Cependant, l’enjeu de cette lutte dépasse le strict cadre des salles de classe. Toutes les équipes pédagogiques partagent un même objectif : la reconnaissance de ces écoles populaires par l’État. Elles souhaitent amener la puissance publique à valider le rôle éducatif joué par leurs établissements dans les zones où l’offre scolaire est inexistante ou inaccessible. Et à reconnaître qu’ils permettent de dépasser le clivage public/privé, inopérant en termes d’expérimentation éducative. Bref, les militants entendent que l’État facilite les initiatives autonomes là où il s’est montré incapable de répondre aux besoins en matière d’éducation.

Pour eux, les écoles populaires devraient bénéficier des mêmes avantages que les établissements publics (professeurs payés par l’État, bourses pour les étudiants, délivrance de diplômes), tout en conservant une gestion autonome. « La responsabilité de l’État dans le système éducatif est de garantir l’éducation ; notre responsabilité, en tant qu’organisation sociale, est de la prendre en main, résume Fernando.

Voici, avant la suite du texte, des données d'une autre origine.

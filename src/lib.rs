//! Proxy Harvest - Proxy Scraper, Checker and Classifier
//!
//! Discovers candidate proxies from public listing pages, verifies each one
//! with a live request through it, classifies the live ones by anonymity and
//! writes a line-oriented report.

pub mod error;
pub mod pipeline;
pub mod proxy;
pub mod report;

#[cfg(test)]
mod test_support;

pub use error::Error;
pub use pipeline::{Pipeline, PipelineConfig, RunSummary};
pub use proxy::*;
pub use report::{ReportFormat, ReportWriter};

/// Application result type
pub type Result<T> = anyhow::Result<T>;

/// Application configuration
#[derive(Debug, Clone)]
pub struct Config {
    /// User agent list, one per line
    pub user_agents_path: String,
    /// JSON object mapping source names to listing URLs
    pub sources_path: String,
    /// Report destination
    pub output_path: String,
    /// Report layout
    pub report_format: ReportFormat,
}

impl Default for Config {
    fn default() -> Self {
        Self {
            user_agents_path: "useragents.txt".to_string(),
            sources_path: "ProxyList.json".to_string(),
            output_path: "validated_proxies.txt".to_string(),
            report_format: ReportFormat::Text,
        }
    }
}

Nous voulons dépasser la notion de public ou de privé. À charge pour l’État de reconnaître la valeur éducative de nos expériences, et d’accepter l’autonomie des contenus et l’autogestion des établissements. C’est ce que nous demandions, et c’est ce que nous avons fini par obtenir. »

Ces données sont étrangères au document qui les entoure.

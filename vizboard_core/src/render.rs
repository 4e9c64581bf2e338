// vizboard_core/src/render.rs

//! The drawing surface every widget renders into.
//!
//! `Canvas` mirrors the subset of a 2-D canvas context the widgets use. The
//! browser build backs it with a real context; `CommandRecorder` records the
//! calls instead, which is what the replay tool and the tests inspect.

use crate::types::ScreenPoint;
use serde::Serialize;

/// Handle to a bitmap owned by a raster cache.
#[derive(Debug, Clone, Copy, PartialEq, Eq, Hash, PartialOrd, Ord, Serialize)]
pub struct BitmapId(pub u64);

#[derive(Debug, Clone, Copy, PartialEq, Eq, Serialize)]
#[serde(rename_all = "snake_case")]
pub enum TextAlign {
    Start,
    Center,
}

pub trait Canvas {
    fn width(&self) -> f64;
    fn height(&self) -> f64;

    /// Wipes the whole surface.
    fn clear(&mut self);
    fn save(&mut self);
    fn restore(&mut self);
    fn translate(&mut self, x: f64, y: f64);
    fn scale(&mut self, sx: f64, sy: f64);
    fn rotate(&mut self, angle: f64);

    fn set_fill_style(&mut self, style: &str);
    fn set_stroke_style(&mut self, style: &str);
    fn set_line_width(&mut self, width: f64);
    fn set_global_alpha(&mut self, alpha: f64);
    fn set_image_smoothing(&mut self, enabled: bool);
    fn set_font(&mut self, font: &str);
    fn set_text_align(&mut self, align: TextAlign);

    fn begin_path(&mut self);
    fn move_to(&mut self, x: f64, y: f64);
    fn line_to(&mut self, x: f64, y: f64);
    fn arc(&mut self, x: f64, y: f64, radius: f64, start: f64, end: f64);
    fn fill(&mut self);
    fn stroke(&mut self);

    fn fill_rect(&mut self, x: f64, y: f64, w: f64, h: f64);
    fn fill_text(&mut self, text: &str, x: f64, y: f64);
    fn stroke_text(&mut self, text: &str, x: f64, y: f64);
    fn draw_bitmap(&mut self, bitmap: BitmapId, x: f64, y: f64, w: f64, h: f64);
    fn draw_sprite(&mut self, sprite: &str, x: f64, y: f64, w: f64, h: f64);
}

/// One recorded canvas call.
#[derive(Debug, Clone, PartialEq, Serialize)]
#[serde(tag = "op", rename_all = "snake_case")]
pub enum DrawCommand {
    Clear { width: f64, height: f64 },
    Save,
    Restore,
    Translate { x: f64, y: f64 },
    Scale { x: f64, y: f64 },
    Rotate { angle: f64 },
    FillStyle { style: String },
    StrokeStyle { style: String },
    LineWidth { width: f64 },
    GlobalAlpha { alpha: f64 },
    ImageSmoothing { enabled: bool },
    Font { font: String },
    TextAlign { align: TextAlign },
    BeginPath,
    MoveTo { x: f64, y: f64 },
    LineTo { x: f64, y: f64 },
    Arc { x: f64, y: f64, radius: f64, start: f64, end: f64 },
    Fill,
    Stroke,
    FillRect { x: f64, y: f64, w: f64, h: f64 },
    FillText { text: String, x: f64, y: f64 },
    StrokeText { text: String, x: f64, y: f64 },
    DrawBitmap { bitmap: BitmapId, x: f64, y: f64, w: f64, h: f64 },
    DrawSprite { sprite: String, x: f64, y: f64, w: f64, h: f64 },
}

/// A `Canvas` that records calls. `clear` drops everything recorded so far,
/// so after a render the list holds exactly that render's output.
#[derive(Debug, Clone, Default, PartialEq)]
pub struct CommandRecorder {
    width: f64,
    height: f64,
    commands: Vec<DrawCommand>,
}

impl CommandRecorder {
    pub fn new(width: f64, height: f64) -> Self {
        Self {
            width,
            height,
            commands: Vec::new(),
        }
    }

    pub fn resize(&mut self, width: f64, height: f64) {
        self.width = width;
        self.height = height;
        self.commands.clear();
    }

    pub fn commands(&self) -> &[DrawCommand] {
        &self.commands
    }

    fn push(&mut self, cmd: DrawCommand) {
        self.commands.push(cmd);
    }
}

impl Canvas for CommandRecorder {
    fn width(&self) -> f64 {
        self.width
    }

    fn height(&self) -> f64 {
        self.height
    }

    fn clear(&mut self) {
        self.commands.clear();
        self.push(DrawCommand::Clear {
            width: self.width,
            height: self.height,
        });
    }

    fn save(&mut self) {
        self.push(DrawCommand::Save);
    }

    fn restore(&mut self) {
        self.push(DrawCommand::Restore);
    }

    fn translate(&mut self, x: f64, y: f64) {
        self.push(DrawCommand::Translate { x, y });
    }

    fn scale(&mut self, x: f64, y: f64) {
        self.push(DrawCommand::Scale { x, y });
    }

    fn rotate(&mut self, angle: f64) {
        self.push(DrawCommand::Rotate { angle });
    }

    fn set_fill_style(&mut self, style: &str) {
        self.push(DrawCommand::FillStyle {
            style: style.to_string(),
        });
    }

    fn set_stroke_style(&mut self, style: &str) {
        self.push(DrawCommand::StrokeStyle {
            style: style.to_string(),
        });
    }

    fn set_line_width(&mut self, width: f64) {
        self.push(DrawCommand::LineWidth { width });
    }

    fn set_global_alpha(&mut self, alpha: f64) {
        self.push(DrawCommand::GlobalAlpha { alpha });
    }

    fn set_image_smoothing(&mut self, enabled: bool) {
        self.push(DrawCommand::ImageSmoothing { enabled });
    }

    fn set_font(&mut self, font: &str) {
        self.push(DrawCommand::Font {
            font: font.to_string(),
        });
    }

    fn set_text_align(&mut self, align: TextAlign) {
        self.push(DrawCommand::TextAlign { align });
    }

    fn begin_path(&mut self) {
        self.push(DrawCommand::BeginPath);
    }

    fn move_to(&mut self, x: f64, y: f64) {
        self.push(DrawCommand::MoveTo { x, y });
    }

    fn line_to(&mut self, x: f64, y: f64) {
        self.push(DrawCommand::LineTo { x, y });
    }

    fn arc(&mut self, x: f64, y: f64, radius: f64, start: f64, end: f64) {
        self.push(DrawCommand::Arc {
            x,
            y,
            radius,
            start,
            end,
        });
    }

    fn fill(&mut self) {
        self.push(DrawCommand::Fill);
    }

    fn stroke(&mut self) {
        self.push(DrawCommand::Stroke);
    }

    fn fill_rect(&mut self, x: f64, y: f64, w: f64, h: f64) {
        self.push(DrawCommand::FillRect { x, y, w, h });
    }

    fn fill_text(&mut self, text: &str, x: f64, y: f64) {
        self.push(DrawCommand::FillText {
            text: text.to_string(),
            x,
            y,
        });
    }

    fn stroke_text(&mut self, text: &str, x: f64, y: f64) {
        self.push(DrawCommand::StrokeText {
            text: text.to_string(),
            x,
            y,
        });
    }

    fn draw_bitmap(&mut self, bitmap: BitmapId, x: f64, y: f64, w: f64, h: f64) {
        self.push(DrawCommand::DrawBitmap { bitmap, x, y, w, h });
    }

    fn draw_sprite(&mut self, sprite: &str, x: f64, y: f64, w: f64, h: f64) {
        self.push(DrawCommand::DrawSprite {
            sprite: sprite.to_string(),
            x,
            y,
            w,
            h,
        });
    }
}

// =========================================================================
// == Shared Drawing Helpers ==
// =========================================================================

/// Runs `draw` inside a local frame placed at `at`: save, translate, flip the
/// y axis back to "up", rotate by `heading` (if any), draw, restore.
pub fn in_local_frame<F>(canvas: &mut dyn Canvas, at: ScreenPoint, heading: Option<f64>, draw: F)
where
    F: FnOnce(&mut dyn Canvas),
{
    canvas.save();
    canvas.translate(at.x, at.y);
    canvas.scale(1.0, -1.0);
    if let Some(angle) = heading {
        canvas.rotate(angle);
    }
    draw(&mut *canvas);
    canvas.restore();
}

/// Fills a closed polygon.
pub fn fill_polygon(canvas: &mut dyn Canvas, points: &[(f64, f64)]) {
    let Some((first, rest)) = points.split_first() else {
        return;
    };
    canvas.begin_path();
    canvas.move_to(first.0, first.1);
    for p in rest {
        canvas.line_to(p.0, p.1);
    }
    canvas.fill();
}

/// A right-pointing arrow along +x: a shaft of half-width `shaft` up to
/// `length - tip`, then a head of half-width `head`.
pub fn fill_arrow(canvas: &mut dyn Canvas, length: f64, shaft: f64, tip: f64, head: f64) {
    fill_polygon(
        canvas,
        &[
            (0.0, -shaft),
            (length - tip, -shaft),
            (length - tip, -head),
            (length, 0.0),
            (length - tip, head),
            (length - tip, shaft),
            (0.0, shaft),
            (0.0, -shaft),
        ],
    );
}

#[cfg(test)]
mod tests {
    use super::*;
    use nalgebra::Point2;

    #[test]
    fn clear_starts_a_fresh_recording() {
        let mut rec = CommandRecorder::new(10.0, 20.0);
        rec.fill_rect(0.0, 0.0, 1.0, 1.0);
        rec.clear();
        assert_eq!(
            rec.commands(),
            &[DrawCommand::Clear {
                width: 10.0,
                height: 20.0
            }]
        );
    }

    #[test]
    fn local_frame_is_balanced_and_ordered() {
        let mut rec = CommandRecorder::new(10.0, 10.0);
        in_local_frame(&mut rec, Point2::new(3.0, 4.0), Some(0.5), |c| c.fill());
        assert_eq!(
            rec.commands(),
            &[
                DrawCommand::Save,
                DrawCommand::Translate { x: 3.0, y: 4.0 },
                DrawCommand::Scale { x: 1.0, y: -1.0 },
                DrawCommand::Rotate { angle: 0.5 },
                DrawCommand::Fill,
                DrawCommand::Restore,
            ]
        );
    }

    #[test]
    fn commands_serialize_with_an_op_tag() {
        let json = serde_json::to_value(DrawCommand::Translate { x: 1.0, y: 2.0 }).unwrap();
        assert_eq!(json["op"], "translate");
        assert_eq!(json["x"], 1.0);
    }
}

Mais pour l’obtenir, il a fallu du temps. Une longue lutte s’en suit, ponctuée de manifestations, d’événements, d’interpellations de la puissance publique, de mises en avant des propositions pédagogiques et politiques de ces établissements différents. Jusqu’à la victoire : en 2011, l’État reconnaît les écoles populaires. Le statut de leurs enseignants s’aligne alors sur celui des écoles traditionnelles, leurs élèves ont désormais le droit de prétendre à des bourses, et les établissements peuvent même décerner le diplôme national du baccalauréat.

Mieux encore, souligne Fernando : les années de lutte ont solidement structuré le mouvement. « Il compte aujourd’hui plus de cent professeurs, liés à de nombreux mouvements et organisations sociaux. Il s’agit d’un véritable réseau, qui soutient de nombreuses luttes d’éducation populaire en Amérique latine. Nous sommes devenus un problème, une forme de menace pour la structure éducative d’un État positiviste et de matrice libérale. Pour la puissance publique, nous ne sommes plus ces douze profs délirants qui ouvrent une école différente, mais un véritable mouvement pédagogique – ça change tout. Nous ne sommes plus quarante dans la rue, mais mille ! »

Au-delà de la reconnaissance étatique, il y a aussi celle des pairs. Syndicats et mouvements d’éducation populaire institués n’ont pas toujours vu d’un bon œil ces initiatives, dont ils contestaient le sérieux. D’aucuns martelaient qu’il était contradictoire avec les positions défendues par les syndicats des personnels enseignants d’opter pour un fonctionnement interne différent de celui des écoles publiques, avec le risque de faire lutte à part.

Si le nombre ne fait pas tout, il participe grandement de la crédibilité du projet de transformation sociale, porté conjointement par le mouvement des écoles populaires et celui des usines récupérées. Conjointement, parce que tous deux aspirent à résorber l’insupportable fossé séparant le monde des savoirs de celui de la production ouvrière. Pour Ezequiel, « en récupérant écoles et entreprises, il s’agit de cheminer de concert. Cela implique de nouer des accords politiques de résistance, d’occupation et de lutte. Et cela vaut aussi pour la production, qu’elle s’inscrive dans le cadre de l’usine ou dans celui de l’école ».

Il ne s’agit donc pas seulement de partager un espace. Mais de penser ensemble pour mieux articuler projets politiques et processus de production. Les écoles populaires ont d’ailleurs repris le slogan des usines récupérées : Occuper, résister, produire. Les uns au travail, les autres à l’école.